Final bill for Brexit is £40bn, as EU demands £2bn more than expected
Cost would have been higher but Brussels owes the UK nearly £2bn for its previous share of fines imposed by the bloc

Simply nonsense.

Britain’s final bill for leaving the EU is £40.8 billion, according to accounts filed in Brussels, a greater sum than previously forecast.

Officials had estimated the final cost would be £39 billion – £1.8 billion less than the EU amount contained in the EU’s consolidated budget report for 2020.

The final bill would have been higher, almost £43 billion, but Brussels owes the UK £1.8 billion for its share of fines imposed by the bloc before the end of the Brexit transition period at the end of last year.

Ministers believed the final Brexit bill would be less than £39 billion because the numerous Brexit extensions meant that the total was decreased thanks to the UK’s contributions to the EU Budget.

The Office for Budget Responsibility said in November there was about £25 billion left to pay by 2057. About £18 billion will be paid in the first five years, the BBC has reported.

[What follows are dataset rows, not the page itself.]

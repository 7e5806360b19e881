//! Temporal nearest-neighbour search used to build enhancement context.

pub mod temporal;
pub mod window;

pub use temporal::{TemporalDistance, TimeRange};
pub use window::{ContextCandidate, ContextWindowSearch};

Now put away all prejudice – either way – and think for a moment.

So, if we stayed in would we have to pay these sums? Yes, we would. The entire point of these sums is that they are contractual agreements connected with our membership. For example, do we have to make the pension payments for UK peeps who work in the bureaucracy? Yes. Would we have to pay them if we stayed in? Yes.

So, they’re not a bill for leaving, are they? The bill is just the crystallisation of what we would have had to pay if we had stayed.

We also aren’t running up further necessary contributions off into the future. Nor are we paying into the more general budget any more. So Brexit leads to a reduction in our payments to Brussels, no?

Another way to put this is that the £40 billion is the cost of staying in. Because we would have had to pay that – and more – if we had stayed.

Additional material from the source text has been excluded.